22
Jun
New Studies Identify Fungicides as a Factor in Declining Bee Health
(Beyond Pesticides, June 22, 2015) Two new studies raise concerns over the connection between the use of fungicides and the declining overall health of bee colonies. While the use of neonicotinoid insecticides has been established as a primary contributor to declining pollinator populations, these new studies shine a light on the use of fungicides and the negative impacts their use has on overall bee health.
The first study was performed after a group of local farmers asked researchers at the University of Wisconsin to assess whether it was safe to spray fungicides on crops while they are in bloom and bees are foraging. Because insecticides, like neonicotinoids, are meant to kill insects, researchers have performed numerous studies on how the use of these insecticides may harm beneficial insects as well as those they are intended to target. Fungicides, however, are not meant to kill insects, so the relationship between their use and effects on bee populations is relatively unstudied.
Researcher Hannah Gaines Day, Ph.D., an entomologist at the University of Wisconsin, cautions that her team’s study, which involved five bumblebee colonies kept in field enclosures where flowers were sprayed with field-realistic doses of chlorothalonil, a common fungicide, was small and may not draw broad conclusions about the relationship between fungicides and bees. She notes that the diminished bumblebee colony size and health in her controlled study may not translate immediately to real-world colonies, but that it does indicate a relationship between the use of fungicides and health declines in bee populations.
These findings fit with patterns observed in another study, published in the June Proceedings of the Royal Society B by researchers led by Mia Park, Ph.D., a pollinator ecologist at the University of North Dakota. Dr. Park’s team found bees in New York orchards to be healthier on farms located within nature-rich areas rather than agriculture-intensive habitats. In the latter there were fewer bees, and fewer different species. Fungicides made “a significant contribution” to pesticide effects, wrote Dr. Park and colleagues, suggesting “deleterious properties of a class of pesticides that was, until recently, considered benign to bees.” In this study, wild bees were affected much more than honey bees and avoiding sprays during blooms didn’t seem to help. “Our findings suggest that heavy use of conventional pesticides, even some traditionally viewed as benign, can render our crops net sinks for bee populations,” the researchers wrote. More bees were killed than sustained and the health of wild pollinators were adversely affected in the process.

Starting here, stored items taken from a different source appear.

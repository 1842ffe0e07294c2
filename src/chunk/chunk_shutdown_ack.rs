use std::fmt;

use bytes::{Bytes, BytesMut};

use super::chunk_header::*;
use super::chunk_type::*;
use super::*;
use crate::error::Error;

/// SHUTDOWN-ACK (RFC 4960 Sec 3.3.9), an empty chunk.
#[derive(Default, Debug, Clone)]
pub(crate) struct ChunkShutdownAck;

impl fmt::Display for ChunkShutdownAck {
    fn fmt(&self, f: &mut fmt::Formatter<'_>) -> fmt::Result {
        write!(f, "{}", self.header())
    }
}

impl ChunkBody for ChunkShutdownAck {
    fn header(&self) -> ChunkHeader {
        ChunkHeader {
            typ: CT_SHUTDOWN_ACK,
            flags: 0,
            value_length: self.value_length() as u16,
        }
    }

    fn unmarshal(raw: &Bytes) -> Result<Self> {
        let header = ChunkHeader::unmarshal(raw)?;

        if header.typ != CT_SHUTDOWN_ACK {
            return Err(Error::ErrChunkTypeUnexpected);
        }

        Ok(ChunkShutdownAck {})
    }

    fn marshal_to(&self, buf: &mut BytesMut) -> Result<usize> {
        self.header().marshal_to(buf)?;
        Ok(buf.len())
    }

    fn value_length(&self) -> usize {
        0
    }
}
use std::fmt;

use bytes::{Buf, BufMut, Bytes, BytesMut};

use super::chunk_header::*;
use super::chunk_type::*;
use super::*;
use crate::error::Error;

/// FORWARD-TSN (RFC 3758 Sec 3.2) tells the receiver to move its
/// cumulative TSN point past chunks the sender will never (re)transmit:
///
/// 0                   1                   2                   3
/// 0 1 2 3 4 5 6 7 8 9 0 1 2 3 4 5 6 7 8 9 0 1 2 3 4 5 6 7 8 9 0 1
///+-+-+-+-+-+-+-+-+-+-+-+-+-+-+-+-+-+-+-+-+-+-+-+-+-+-+-+-+-+-+-+-+
///|   Type = 192  |  Flags = 0x00 |        Length = Variable      |
///+-+-+-+-+-+-+-+-+-+-+-+-+-+-+-+-+-+-+-+-+-+-+-+-+-+-+-+-+-+-+-+-+
///|                      New Cumulative TSN                       |
///+-+-+-+-+-+-+-+-+-+-+-+-+-+-+-+-+-+-+-+-+-+-+-+-+-+-+-+-+-+-+-+-+
///|         Stream-1              |       Stream Sequence-1       |
///+-+-+-+-+-+-+-+-+-+-+-+-+-+-+-+-+-+-+-+-+-+-+-+-+-+-+-+-+-+-+-+-+
///|         Stream-N              |       Stream Sequence-N       |
///+-+-+-+-+-+-+-+-+-+-+-+-+-+-+-+-+-+-+-+-+-+-+-+-+-+-+-+-+-+-+-+-+
#[derive(Default, Debug, Clone)]
pub(crate) struct ChunkForwardTsn {
    /// The receiver MUST consider all TSNs up to and including this value
    /// as received and stop reporting them as gaps.
    pub(crate) new_cumulative_tsn: u32,
    pub(crate) streams: Vec<ChunkForwardTsnStream>,
}

/// Per-stream entry: the largest skipped SSN for an ordered stream, so the
/// receiver can release any stranded messages behind it. Unordered chunks
/// MUST NOT be reported here.
#[derive(Debug, Clone, PartialEq, Eq)]
pub(crate) struct ChunkForwardTsnStream {
    pub(crate) identifier: u16,
    pub(crate) sequence: u16,
}

pub(crate) const NEW_CUMULATIVE_TSN_LENGTH: usize = 4;
pub(crate) const FORWARD_TSN_STREAM_LENGTH: usize = 4;

impl fmt::Display for ChunkForwardTsn {
    fn fmt(&self, f: &mut fmt::Formatter<'_>) -> fmt::Result {
        let mut res = vec![self.header().to_string()];
        res.push(format!("New Cumulative TSN: {}", self.new_cumulative_tsn));
        for s in &self.streams {
            res.push(format!(" - si={}, ssn={}", s.identifier, s.sequence));
        }

        write!(f, "{}", res.join("\n"))
    }
}

impl ChunkBody for ChunkForwardTsn {
    fn header(&self) -> ChunkHeader {
        ChunkHeader {
            typ: CT_FORWARD_TSN,
            flags: 0,
            value_length: self.value_length() as u16,
        }
    }

    fn unmarshal(buf: &Bytes) -> Result<Self> {
        let header = ChunkHeader::unmarshal(buf)?;

        if header.typ != CT_FORWARD_TSN {
            return Err(Error::ErrChunkTypeUnexpected);
        }

        if header.value_length() < NEW_CUMULATIVE_TSN_LENGTH {
            return Err(Error::ErrChunkTooShort);
        }

        let reader = &mut buf.slice(CHUNK_HEADER_SIZE..CHUNK_HEADER_SIZE + header.value_length());
        let new_cumulative_tsn = reader.get_u32();

        let mut streams = vec![];
        let mut remaining = header.value_length() - NEW_CUMULATIVE_TSN_LENGTH;
        while remaining >= FORWARD_TSN_STREAM_LENGTH {
            let identifier = reader.get_u16();
            let sequence = reader.get_u16();
            streams.push(ChunkForwardTsnStream {
                identifier,
                sequence,
            });
            remaining -= FORWARD_TSN_STREAM_LENGTH;
        }

        Ok(ChunkForwardTsn {
            new_cumulative_tsn,
            streams,
        })
    }

    fn marshal_to(&self, writer: &mut BytesMut) -> Result<usize> {
        self.header().marshal_to(writer)?;

        writer.put_u32(self.new_cumulative_tsn);

        for s in &self.streams {
            writer.put_u16(s.identifier);
            writer.put_u16(s.sequence);
        }

        Ok(writer.len())
    }

    fn value_length(&self) -> usize {
        NEW_CUMULATIVE_TSN_LENGTH + FORWARD_TSN_STREAM_LENGTH * self.streams.len()
    }
}
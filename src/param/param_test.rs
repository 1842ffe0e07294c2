use bytes::Bytes;

use super::param_add_outgoing_streams::ParamAddOutgoingStreams;
use super::param_outgoing_reset_request::ParamOutgoingResetRequest;
use super::param_reconfig_response::{ParamReconfigResponse, ReconfigResult};
use super::param_state_cookie::ParamStateCookie;
use super::*;
use crate::error::Error;

#[test]
fn test_outgoing_reset_request_round_trip() -> Result<()> {
    let orig = ParamOutgoingResetRequest {
        reconfig_request_sequence_number: 100,
        reconfig_response_sequence_number: 200,
        sender_last_tsn: 300,
        stream_identifiers: vec![1, 2, 3],
    };

    let raw = orig.marshal()?;
    let parsed = ParamOutgoingResetRequest::unmarshal(&raw)?;
    assert_eq!(parsed, orig);

    // header length = 16 + 2*3 = 22
    assert_eq!(raw.len(), 22);

    Ok(())
}

#[test]
fn test_outgoing_reset_request_no_streams() -> Result<()> {
    let orig = ParamOutgoingResetRequest {
        reconfig_request_sequence_number: 1,
        reconfig_response_sequence_number: 2,
        sender_last_tsn: 3,
        stream_identifiers: vec![],
    };
    let parsed = ParamOutgoingResetRequest::unmarshal(&orig.marshal()?)?;
    assert_eq!(parsed, orig);
    Ok(())
}

#[test]
fn test_outgoing_reset_request_too_short() {
    let raw = Bytes::from_static(&[0x00, 0x0d, 0x00, 0x08, 0x00, 0x00, 0x00, 0x01]);
    assert_eq!(
        ParamOutgoingResetRequest::unmarshal(&raw).err(),
        Some(Error::ErrSsnResetRequestParamTooShort)
    );
}

#[test]
fn test_reconfig_response_round_trip() -> Result<()> {
    let orig = ParamReconfigResponse {
        reconfig_response_sequence_number: 99,
        result: ReconfigResult::SuccessPerformed,
    };

    let parsed = ParamReconfigResponse::unmarshal(&orig.marshal()?)?;
    assert_eq!(parsed, orig);

    Ok(())
}

#[test]
fn test_reconfig_result_mapping() {
    assert_eq!(ReconfigResult::from(0), ReconfigResult::SuccessNop);
    assert_eq!(ReconfigResult::from(1), ReconfigResult::SuccessPerformed);
    assert_eq!(ReconfigResult::from(2), ReconfigResult::Denied);
    assert_eq!(ReconfigResult::from(3), ReconfigResult::ErrorWrongSsn);
    assert_eq!(
        ReconfigResult::from(4),
        ReconfigResult::ErrorRequestAlreadyInProgress
    );
    assert_eq!(
        ReconfigResult::from(5),
        ReconfigResult::ErrorBadSequenceNumber
    );
    assert_eq!(ReconfigResult::from(6), ReconfigResult::InProgress);
    assert_eq!(ReconfigResult::from(7), ReconfigResult::Unknown);
}

#[test]
fn test_add_outgoing_streams_round_trip() -> Result<()> {
    let orig = ParamAddOutgoingStreams {
        reconfig_request_sequence_number: 55,
        number_of_new_streams: 16,
    };

    let raw = orig.marshal()?;
    assert_eq!(raw.len(), 12); // fixed-size parameter

    let parsed = ParamAddOutgoingStreams::unmarshal(&raw)?;
    assert_eq!(parsed, orig);

    Ok(())
}

#[test]
fn test_state_cookie_round_trip() -> Result<()> {
    let orig = ParamStateCookie {
        cookie: Bytes::from_static(&[0x11u8; 24]),
    };
    let parsed = ParamStateCookie::unmarshal(&orig.marshal()?)?;
    assert_eq!(parsed, orig);
    Ok(())
}

#[test]
fn test_build_param_dispatch() -> Result<()> {
    let cookie = ParamStateCookie {
        cookie: Bytes::from_static(&[0u8; 24]),
    };
    assert!(matches!(
        build_param(&cookie.marshal()?)?,
        Param::StateCookie(_)
    ));

    let req = ParamOutgoingResetRequest {
        reconfig_request_sequence_number: 1,
        reconfig_response_sequence_number: 1,
        sender_last_tsn: 1,
        stream_identifiers: vec![],
    };
    assert!(matches!(
        build_param(&req.marshal()?)?,
        Param::OutgoingResetRequest(_)
    ));

    Ok(())
}

#[test]
fn test_build_param_unknown_is_tolerated() -> Result<()> {
    // type 0x4001 is nothing we implement; value is preserved verbatim
    let raw = Bytes::from_static(&[0x40, 0x01, 0x00, 0x08, 0xaa, 0xbb, 0xcc, 0xdd]);
    let p = build_param(&raw)?;
    assert!(matches!(p, Param::Unknown(_)));
    assert_eq!(p.marshal()?, raw);
    Ok(())
}

#[test]
fn test_build_param_too_short() {
    assert!(build_param(&Bytes::from_static(&[0x00])).is_err());
}

#[test]
fn test_param_header_self_reported_length() {
    // claims 12 bytes but only 8 present
    let raw = Bytes::from_static(&[0x00, 0x07, 0x00, 0x0c, 0x00, 0x00, 0x00, 0x00]);
    assert_eq!(
        ParamHeader::unmarshal(&raw).err(),
        Some(Error::ErrParamHeaderTooShort)
    );
}
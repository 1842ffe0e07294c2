use std::fmt;

use bytes::{Bytes, BytesMut};

use super::chunk_header::*;
use super::chunk_type::*;
use super::*;
use crate::error::Error;

/// SHUTDOWN-COMPLETE (RFC 4960 Sec 3.3.13), an empty chunk. The T bit is
/// ignored; this engine always answers with its own verification tag.
#[derive(Default, Debug, Clone)]
pub(crate) struct ChunkShutdownComplete;

impl fmt::Display for ChunkShutdownComplete {
    fn fmt(&self, f: &mut fmt::Formatter<'_>) -> fmt::Result {
        write!(f, "{}", self.header())
    }
}

impl ChunkBody for ChunkShutdownComplete {
    fn header(&self) -> ChunkHeader {
        ChunkHeader {
            typ: CT_SHUTDOWN_COMPLETE,
            flags: 0,
            value_length: self.value_length() as u16,
        }
    }

    fn unmarshal(raw: &Bytes) -> Result<Self> {
        let header = ChunkHeader::unmarshal(raw)?;

        if header.typ != CT_SHUTDOWN_COMPLETE {
            return Err(Error::ErrChunkTypeUnexpected);
        }

        Ok(ChunkShutdownComplete {})
    }

    fn marshal_to(&self, buf: &mut BytesMut) -> Result<usize> {
        self.header().marshal_to(buf)?;
        Ok(buf.len())
    }

    fn value_length(&self) -> usize {
        0
    }
}
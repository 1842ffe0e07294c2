use crate::queue::reassembly_queue::ReassemblyQueue;

/// Per-stream engine state. Streams are implicit: one of these is created
/// the first time a stream identifier is seen in either direction and
/// dropped again when the stream is reset.
#[derive(Debug)]
pub(crate) struct StreamState {
    pub(crate) stream_identifier: u16,
    /// SSN for the next ordered outbound message on this stream
    pub(crate) sequence_number: u16,
    pub(crate) reassembly_queue: ReassemblyQueue,
    /// user-data bytes queued or in flight for this stream
    pub(crate) buffered_amount: usize,
}

impl StreamState {
    pub(crate) fn new(stream_identifier: u16) -> Self {
        StreamState {
            stream_identifier,
            sequence_number: 0,
            reassembly_queue: ReassemblyQueue::new(stream_identifier),
            buffered_amount: 0,
        }
    }

    pub(crate) fn bytes_in_reassembly_queue(&self) -> usize {
        self.reassembly_queue.get_num_bytes()
    }

    /// Returns the new amount. The released size can exceed the counter
    /// only through a bookkeeping bug; clamp instead of wrapping.
    pub(crate) fn release_buffered(&mut self, n_bytes: usize) -> usize {
        if self.buffered_amount >= n_bytes {
            self.buffered_amount -= n_bytes;
        } else {
            log::error!(
                "[{}] released buffer size {} should be <= {}",
                self.stream_identifier,
                n_bytes,
                self.buffered_amount,
            );
            self.buffered_amount = 0;
        }
        self.buffered_amount
    }
}
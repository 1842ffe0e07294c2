use std::fmt;

use bytes::{Buf, BufMut, Bytes, BytesMut};

use super::chunk_header::*;
use super::chunk_type::*;
use super::*;
use crate::error::Error;
use crate::param::param_header::PARAM_HEADER_LENGTH;
use crate::param::param_supported_extensions::ParamSupportedExtensions;
use crate::param::{build_param, Param};
use crate::util::get_padding_size;

/// INIT and INIT-ACK share a body (RFC 4960 Sec 3.3.2 / 3.3.3):
///
/// 0                   1                   2                   3
/// 0 1 2 3 4 5 6 7 8 9 0 1 2 3 4 5 6 7 8 9 0 1 2 3 4 5 6 7 8 9 0 1
///+-+-+-+-+-+-+-+-+-+-+-+-+-+-+-+-+-+-+-+-+-+-+-+-+-+-+-+-+-+-+-+-+
///|   Type = 1/2  |  Chunk Flags  |      Chunk Length             |
///+-+-+-+-+-+-+-+-+-+-+-+-+-+-+-+-+-+-+-+-+-+-+-+-+-+-+-+-+-+-+-+-+
///|                         Initiate Tag                          |
///+-+-+-+-+-+-+-+-+-+-+-+-+-+-+-+-+-+-+-+-+-+-+-+-+-+-+-+-+-+-+-+-+
///|           Advertised Receiver Window Credit (a_rwnd)          |
///+-+-+-+-+-+-+-+-+-+-+-+-+-+-+-+-+-+-+-+-+-+-+-+-+-+-+-+-+-+-+-+-+
///|  Number of Outbound Streams   |  Number of Inbound Streams    |
///+-+-+-+-+-+-+-+-+-+-+-+-+-+-+-+-+-+-+-+-+-+-+-+-+-+-+-+-+-+-+-+-+
///|                          Initial TSN                          |
///+-+-+-+-+-+-+-+-+-+-+-+-+-+-+-+-+-+-+-+-+-+-+-+-+-+-+-+-+-+-+-+-+
///|              Optional/Variable-Length Parameters              |
///+-+-+-+-+-+-+-+-+-+-+-+-+-+-+-+-+-+-+-+-+-+-+-+-+-+-+-+-+-+-+-+-+
///
/// The only parameter this engine requires by contract is the State Cookie
/// (type 7) inside INIT-ACK.
#[derive(Default, Debug, Clone)]
pub(crate) struct ChunkInit {
    pub(crate) is_ack: bool,
    pub(crate) initiate_tag: u32,
    pub(crate) advertised_receiver_window_credit: u32,
    pub(crate) num_outbound_streams: u16,
    pub(crate) num_inbound_streams: u16,
    pub(crate) initial_tsn: u32,
    pub(crate) params: Vec<Param>,
}

pub(crate) const INIT_CHUNK_MIN_LENGTH: usize = 16;
pub(crate) const INIT_OPTIONAL_VAR_HEADER_LENGTH: usize = 4;

impl fmt::Display for ChunkInit {
    fn fmt(&self, f: &mut fmt::Formatter<'_>) -> fmt::Result {
        let mut res = format!(
            "is_ack: {} initiate_tag: {} a_rwnd: {} out_streams: {} in_streams: {} initial_tsn: {}",
            self.is_ack,
            self.initiate_tag,
            self.advertised_receiver_window_credit,
            self.num_outbound_streams,
            self.num_inbound_streams,
            self.initial_tsn,
        );

        for (i, param) in self.params.iter().enumerate() {
            res += format!("Param {i}:\n {param}").as_str();
        }
        write!(f, "{} {}", self.header(), res)
    }
}

impl ChunkBody for ChunkInit {
    fn header(&self) -> ChunkHeader {
        ChunkHeader {
            typ: if self.is_ack { CT_INIT_ACK } else { CT_INIT },
            flags: 0,
            value_length: self.value_length() as u16,
        }
    }

    fn unmarshal(raw: &Bytes) -> Result<Self> {
        let header = ChunkHeader::unmarshal(raw)?;

        if !(header.typ == CT_INIT || header.typ == CT_INIT_ACK) {
            return Err(Error::ErrChunkTypeUnexpected);
        } else if header.value_length() < INIT_CHUNK_MIN_LENGTH {
            return Err(Error::ErrChunkValueNotLongEnough);
        }

        // The Chunk Flags field in INIT is reserved; all bits are set to 0
        // by the sender and ignored by the receiver (RFC 4960 Sec 3.3.2).
        if header.flags != 0 {
            return Err(Error::ErrChunkTypeInitFlagZero);
        }

        let reader = &mut raw.slice(CHUNK_HEADER_SIZE..CHUNK_HEADER_SIZE + header.value_length());

        let initiate_tag = reader.get_u32();
        let advertised_receiver_window_credit = reader.get_u32();
        let num_outbound_streams = reader.get_u16();
        let num_inbound_streams = reader.get_u16();
        let initial_tsn = reader.get_u32();

        let mut params = vec![];
        let mut offset = CHUNK_HEADER_SIZE + INIT_CHUNK_MIN_LENGTH;
        let mut remaining = raw.len() as isize - offset as isize;
        while remaining > INIT_OPTIONAL_VAR_HEADER_LENGTH as isize {
            let p = build_param(&raw.slice(offset..CHUNK_HEADER_SIZE + header.value_length()))?;
            let p_len = PARAM_HEADER_LENGTH + p.value_length();
            let len_plus_padding = p_len + get_padding_size(p_len);
            params.push(p);
            offset += len_plus_padding;
            remaining -= len_plus_padding as isize;
        }

        Ok(ChunkInit {
            is_ack: header.typ == CT_INIT_ACK,
            initiate_tag,
            advertised_receiver_window_credit,
            num_outbound_streams,
            num_inbound_streams,
            initial_tsn,
            params,
        })
    }

    fn marshal_to(&self, writer: &mut BytesMut) -> Result<usize> {
        self.header().marshal_to(writer)?;

        writer.put_u32(self.initiate_tag);
        writer.put_u32(self.advertised_receiver_window_credit);
        writer.put_u16(self.num_outbound_streams);
        writer.put_u16(self.num_inbound_streams);
        writer.put_u32(self.initial_tsn);
        for (idx, p) in self.params.iter().enumerate() {
            let pp = p.marshal()?;
            let pp_len = pp.len();
            writer.extend_from_slice(&pp);

            // The chunk length includes padding of every variable-length
            // parameter except the last one (RFC 4960 Sec 3.2).
            if idx != self.params.len() - 1 {
                let cnt = get_padding_size(pp_len);
                writer.extend_from_slice(&vec![0u8; cnt]);
            }
        }

        Ok(writer.len())
    }

    fn check(&self) -> Result<()> {
        // The Initiate Tag may take any value except 0; a received INIT
        // with a zero tag is an error (RFC 4960 Sec 3.3.2).
        if self.initiate_tag == 0 {
            return Err(Error::ErrChunkTypeInitInitiateTagZero);
        }

        // Zero stream counts in either direction abort the association
        // (RFC 4960 Sec 3.3.2). There is no actual negotiation; each side
        // uses min(requested, offered).
        if self.num_inbound_streams == 0 {
            return Err(Error::ErrInitInboundStreamRequestZero);
        }

        if self.num_outbound_streams == 0 {
            return Err(Error::ErrInitOutboundStreamRequestZero);
        }

        // An SCTP endpoint MUST NOT indicate less than 1500 bytes in its
        // initial a_rwnd (RFC 4960 Sec 6.1).
        if self.advertised_receiver_window_credit < 1500 {
            return Err(Error::ErrInitAdvertisedReceiver1500);
        }

        Ok(())
    }

    fn value_length(&self) -> usize {
        let mut l = 4 + 4 + 2 + 2 + 4;
        for (idx, p) in self.params.iter().enumerate() {
            let p_len = PARAM_HEADER_LENGTH + p.value_length();
            l += p_len;
            if idx != self.params.len() - 1 {
                l += get_padding_size(p_len);
            }
        }
        l
    }
}

impl ChunkInit {
    pub(crate) fn set_supported_extensions(&mut self) {
        self.params
            .push(Param::SupportedExtensions(ParamSupportedExtensions {
                chunk_types: vec![CT_RECONFIG, CT_FORWARD_TSN],
            }));
    }
}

David Goulson, Ph.D., a bee biologist at the University of Sussex, said the new studies “suggest that the fungicides may be having more profound effects on bees than would have been expected from the standard lab toxicity studies.” The Park study in particular, said Dr. Goulson, “demonstrates very clearly how the cocktail of chemicals used in modern farming makes farmland an inhospitable place for bees.” Read more about Beyond Pesticides’ thoughts on Park’s study and what it means for pollinator populations here.
It is important to note that neither of the research groups investigated precisely how fungicides could harm bees, but one possible mechanism is described in a 2013 study by U.S. Department of Agriculture researchers, who found that fungicides rendered honey bees more vulnerable to parasites, perhaps because their immune systems are weakened. The studies also failed to assess the potential interactions between fungicides and other chemicals. Fungicides like those used in Gaines-Day’s experiment can short-circuit bees’ natural ability to detoxify some pesticides. “A quick look at a fungicide bottle might show minimal risks,” said Aimee Code, pesticide program coordinator at Xerces Society for Invertebrate Conservation, “but if mixed with some insecticides, the synergistic effects can be staggering.”
This new information, though far from complete, offers yet another look at the dangers pesticide use poses to bee populations. Evidence that fungicide use, in addition to neonicotinoid use, is linked to declining pollinator health highlights the shortfalls of available research and the uncertainties surrounding the long term effects of pesticide use and their role in pollinator declines. As the U.S. Environmental Protection Agency and other government entities continue to fall short in protecting pollinators, Beyond Pesticides once again advocates for a regulatory approach that prohibits high hazard chemical use and requires alternative assessments. We suggest an approach that rejects uses and exposures deemed acceptable under risk assessment calculations, and instead focuses on safer alternatives that are proven effective, such as organic agriculture, which prohibits the use of neonicotinoids.
Source: The Guardian
All unattributed positions and opinions in this piece are those of Beyond Pesticides.